I wonder if that quote would make it past the newsroom editor?
Time passes...
Just a couple days later, I found this tidbit on CNN:
Issuing its eighth annual MediaWise Video Game Report Card, the [National Institute on Media and the Family] listed games parents should avoid for their children, led by "Manhunt."
http://www.cnn.com/2003/TECH/fun.games/12/09/warning.videogames.reut/index.html
Taken independently, that sentence is just ridiculous on its face. Then consider that the sentence is part of a "news item" from a major reporter and we're approaching ludicrous speed. Why is it ludicrous? Because, why would a parent buy a game for their child called "Manhunt" and not be concerned about the content?
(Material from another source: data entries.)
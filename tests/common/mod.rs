//! Shared fixtures: an in-memory `EvmRpc`, a connector handing it out per
//! network, and a canned price source.

#![allow(dead_code)]

use std::collections::HashMap;
use std::str::FromStr;
use std::sync::{Arc, Mutex};
use std::time::Duration;

use async_trait::async_trait;
use ethers::types::{
    transaction::eip2718::TypedTransaction, Address, Block, BlockId, BlockNumber, Bytes, FeeHistory, Filter, Log,
    Transaction, TransactionReceipt, H256, U256, U64,
};

use evm_multichain_mcp::blockchain::pool::PoolSettings;
use evm_multichain_mcp::blockchain::rate_limit::{LimitMode, RateLimitSettings};
use evm_multichain_mcp::blockchain::registry::{builtin_networks, NetworkConfig, NetworkRegistry};
use evm_multichain_mcp::blockchain::rpc::{Connector, EvmRpc};
use evm_multichain_mcp::blockchain::services::price::{PriceQuote, PriceSource, TokenSearchHit};
use evm_multichain_mcp::cache::CacheTtls;
use evm_multichain_mcp::error::ToolError;
use evm_multichain_mcp::mcp::dispatcher::{DispatcherParts, ToolDispatcher};
use evm_multichain_mcp::retry::RetryPolicy;

pub const VITALIK: &str = "0xd8dA6BF26964aF9D7eEd9e03E53415D37aA96045";
pub const LATEST_BLOCK: u64 = 19_000_000;

pub fn gwei(n: u64) -> U256 {
    U256::from(n) * U256::exp10(9)
}

/// Scriptable chain client. Every call is counted per method; setting a
/// failure makes every call (including liveness probes) return it.
pub struct MockRpc {
    calls: Mutex<HashMap<&'static str, usize>>,
    failure: Mutex<Option<ToolError>>,
    pub balance: U256,
    pub chain_id: u64,
    pub latest: u64,
    /// Artificial latency per call.
    pub delay: Duration,
}

impl MockRpc {
    pub fn new(chain_id: u64) -> Self {
        Self {
            calls: Mutex::new(HashMap::new()),
            failure: Mutex::new(None),
            balance: U256::from_dec_str("1500000000000000000").unwrap(),
            chain_id,
            latest: LATEST_BLOCK,
            delay: Duration::ZERO,
        }
    }

    pub fn unreachable(chain_id: u64) -> Self {
        let rpc = Self::new(chain_id);
        rpc.fail_with(Some(ToolError::connection("connection refused")));
        rpc
    }

    pub fn with_delay(mut self, delay: Duration) -> Self {
        self.delay = delay;
        self
    }

    pub fn fail_with(&self, failure: Option<ToolError>) {
        *self.failure.lock().unwrap() = failure;
    }

    pub fn calls(&self, method: &str) -> usize {
        self.calls.lock().unwrap().get(method).copied().unwrap_or(0)
    }

    /// Calls other than liveness probes.
    pub fn work_calls(&self) -> usize {
        self.calls
            .lock()
            .unwrap()
            .iter()
            .filter(|(m, _)| **m != "block_number")
            .map(|(_, n)| *n)
            .sum()
    }

    async fn record(&self, method: &'static str) -> Result<(), ToolError> {
        *self.calls.lock().unwrap().entry(method).or_default() += 1;
        if !self.delay.is_zero() {
            tokio::time::sleep(self.delay).await;
        }
        match self.failure.lock().unwrap().clone() {
            Some(e) => Err(e),
            None => Ok(()),
        }
    }

    fn block(&self, number: u64) -> Block<H256> {
        Block {
            number: Some(U64::from(number)),
            hash: Some(H256::from_low_u64_be(number)),
            parent_hash: H256::from_low_u64_be(number.saturating_sub(1)),
            timestamp: U256::from(1_700_000_000u64 + number * 12),
            gas_used: U256::from(15_000_000u64),
            gas_limit: U256::from(30_000_000u64),
            base_fee_per_gas: Some(gwei(10)),
            author: Some(Address::from_low_u64_be(0xfee)),
            transactions: vec![H256::from_low_u64_be(number * 1000)],
            ..Default::default()
        }
    }

    fn number_of(&self, id: BlockId) -> Option<u64> {
        match id {
            BlockId::Number(BlockNumber::Number(n)) if n.as_u64() <= self.latest => Some(n.as_u64()),
            BlockId::Number(BlockNumber::Number(_)) => None,
            BlockId::Number(BlockNumber::Earliest) => Some(0),
            BlockId::Number(_) => Some(self.latest),
            BlockId::Hash(h) => Some(h.to_low_u64_be()),
        }
    }
}

fn not_mocked(method: &str) -> ToolError {
    ToolError::upstream(format!("{} is not mocked", method))
}

#[async_trait]
impl EvmRpc for MockRpc {
    async fn block_number(&self) -> Result<U64, ToolError> {
        self.record("block_number").await?;
        Ok(U64::from(self.latest))
    }

    async fn chain_id(&self) -> Result<U256, ToolError> {
        self.record("chain_id").await?;
        Ok(U256::from(self.chain_id))
    }

    async fn get_balance(&self, _address: Address, _block: Option<BlockId>) -> Result<U256, ToolError> {
        self.record("get_balance").await?;
        Ok(self.balance)
    }

    async fn get_transaction_count(&self, _address: Address, _block: Option<BlockId>) -> Result<U256, ToolError> {
        self.record("get_transaction_count").await?;
        Ok(U256::from(7u64))
    }

    async fn get_code(&self, _address: Address, _block: Option<BlockId>) -> Result<Bytes, ToolError> {
        self.record("get_code").await?;
        Ok(Bytes::new())
    }

    async fn gas_price(&self) -> Result<U256, ToolError> {
        self.record("gas_price").await?;
        Ok(gwei(12))
    }

    async fn fee_history(
        &self,
        block_count: u64,
        _newest: BlockNumber,
        _percentiles: &[f64],
    ) -> Result<FeeHistory, ToolError> {
        self.record("fee_history").await?;
        Ok(FeeHistory {
            base_fee_per_gas: vec![gwei(10); block_count as usize + 1],
            gas_used_ratio: vec![0.5; block_count as usize],
            oldest_block: U256::from(self.latest - block_count + 1),
            reward: vec![vec![gwei(1), gwei(2), gwei(3)]; block_count as usize],
        })
    }

    async fn get_block(&self, id: BlockId) -> Result<Option<Block<H256>>, ToolError> {
        self.record("get_block").await?;
        Ok(self.number_of(id).map(|n| self.block(n)))
    }

    async fn get_block_with_txs(&self, id: BlockId) -> Result<Option<Block<Transaction>>, ToolError> {
        self.record("get_block_with_txs").await?;
        Ok(self.number_of(id).map(|n| {
            let header = self.block(n);
            let tx = Transaction {
                hash: header.transactions[0],
                from: Address::from_low_u64_be(1),
                to: Some(Address::from_low_u64_be(2)),
                gas_price: Some(gwei(10 + n % 4)),
                block_number: header.number,
                ..Default::default()
            };
            Block {
                number: header.number,
                hash: header.hash,
                parent_hash: header.parent_hash,
                timestamp: header.timestamp,
                gas_used: header.gas_used,
                gas_limit: header.gas_limit,
                base_fee_per_gas: header.base_fee_per_gas,
                author: header.author,
                transactions: vec![tx],
                ..Default::default()
            }
        }))
    }

    async fn get_transaction(&self, _hash: H256) -> Result<Option<Transaction>, ToolError> {
        self.record("get_transaction").await?;
        Ok(None)
    }

    async fn get_transaction_receipt(&self, _hash: H256) -> Result<Option<TransactionReceipt>, ToolError> {
        self.record("get_transaction_receipt").await?;
        Ok(None)
    }

    async fn estimate_gas(&self, _tx: &TypedTransaction) -> Result<U256, ToolError> {
        self.record("estimate_gas").await?;
        Ok(U256::from(21_000u64))
    }

    async fn call(&self, _tx: &TypedTransaction) -> Result<Bytes, ToolError> {
        self.record("call").await?;
        Err(not_mocked("call"))
    }

    async fn get_logs(&self, _filter: &Filter) -> Result<Vec<Log>, ToolError> {
        self.record("get_logs").await?;
        Ok(Vec::new())
    }

    async fn resolve_name(&self, name: &str) -> Result<Address, ToolError> {
        self.record("resolve_name").await?;
        if name == "vitalik.eth" {
            Ok(Address::from_str(VITALIK).unwrap())
        } else {
            Err(ToolError::not_found(format!("ENS name '{}' not found", name)))
        }
    }

    async fn lookup_address(&self, _address: Address) -> Result<String, ToolError> {
        self.record("lookup_address").await?;
        Ok("vitalik.eth".to_string())
    }

    async fn resolve_field(&self, _name: &str, field: &str) -> Result<String, ToolError> {
        self.record("resolve_field").await?;
        match field {
            "url" => Ok("https://vitalik.ca".to_string()),
            _ => Err(ToolError::upstream("record not set")),
        }
    }
}

/// Hands out one shared `MockRpc` per network name. Networks without an
/// entry fail to connect.
#[derive(Default, Clone)]
pub struct MockConnector {
    pub rpcs: HashMap<String, Arc<MockRpc>>,
}

impl MockConnector {
    pub fn with(mut self, network: &str, rpc: MockRpc) -> Self {
        self.rpcs.insert(network.to_string(), Arc::new(rpc));
        self
    }

    pub fn rpc(&self, network: &str) -> Arc<MockRpc> {
        self.rpcs[network].clone()
    }
}

impl Connector for MockConnector {
    fn connect(&self, network: &NetworkConfig) -> Result<Arc<dyn EvmRpc>, ToolError> {
        match self.rpcs.get(&network.name) {
            Some(rpc) => Ok(rpc.clone() as Arc<dyn EvmRpc>),
            None => Err(ToolError::connection(format!("no route to {}", network.name))),
        }
    }
}

pub struct MockPrices;

#[async_trait]
impl PriceSource for MockPrices {
    async fn price(&self, id: &str, vs_currency: &str) -> Result<PriceQuote, ToolError> {
        Ok(PriceQuote {
            id: id.to_string(),
            currency: vs_currency.to_string(),
            price: 3000.5,
            market_cap: None,
            volume_24h: None,
            change_24h: Some(-1.25),
        })
    }

    async fn search(&self, query: &str) -> Result<Vec<TokenSearchHit>, ToolError> {
        Ok(vec![TokenSearchHit {
            id: query.to_lowercase(),
            name: query.to_string(),
            symbol: query.to_lowercase(),
            market_cap_rank: Some(1),
            thumb: None,
            large: None,
        }])
    }
}

pub fn registry() -> NetworkRegistry {
    NetworkRegistry::new(builtin_networks(&HashMap::new()), "ethereum").unwrap()
}

pub fn fast_retry() -> RetryPolicy {
    RetryPolicy {
        max_retries: 1,
        initial_delay_ms: 1,
        max_delay_ms: 5,
        backoff_multiplier: 2.0,
        jitter_factor: 0.0,
    }
}

pub fn rate_limit(capacity: u32, mode: LimitMode) -> RateLimitSettings {
    RateLimitSettings {
        capacity,
        refill_per_sec: capacity as f64,
        max_wait: Duration::from_millis(500),
        mode,
    }
}

pub fn dispatcher_with(connector: MockConnector, limits: RateLimitSettings) -> ToolDispatcher {
    ToolDispatcher::new(DispatcherParts {
        registry: registry(),
        connector: Arc::new(connector),
        prices: Arc::new(MockPrices),
        pool: PoolSettings {
            stale_after: Duration::from_secs(60),
            probe_timeout: Duration::from_secs(1),
            max_reconnect_attempts: 2,
            retry: fast_retry(),
        },
        rate_limit: limits,
        ttls: CacheTtls {
            short: Duration::from_secs(15),
            metadata: Duration::from_secs(300),
            long: Duration::from_secs(3600),
        },
        retry: fast_retry(),
        rpc_timeout: Duration::from_secs(5),
    })
}

pub fn dispatcher(connector: MockConnector) -> ToolDispatcher {
    dispatcher_with(connector, rate_limit(1000, LimitMode::Queue))
}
Never mind that the box for Manhunt has an ESRB "M" stamped on it, the NAME ALONE should be the tipoff! Allow me to create a parallel example:
Issuing its eighth annual MediaWise Video Game Report Card, the institute listed games parents should avoid for their children, led by "Orgy."
See what I mean? If I substitute sex for violence does it become more apparent? Do we need "institutes" issuing "report cards" advising parents not to do obviously dumb shit? Is this the world we live in? God help us all.
I have nothing against having watchdog groups monitor the video game industry per se. If one of these groups were to find, for example, that companies are using thirteen-year-old kids in focus groups testing M rated games, that would be great work. Go team. But instead they're wasting their time cranking out self-important obvious crap, and overlooking the notion that if parents don't read the box title and don't read the ESRB label, they're not going to read the institute's report either.
I want to found an institute that issues the annual "Report Card for Physical Safety" advising parents not to "shoot selves in the head" and not to "leap bodily into open flames."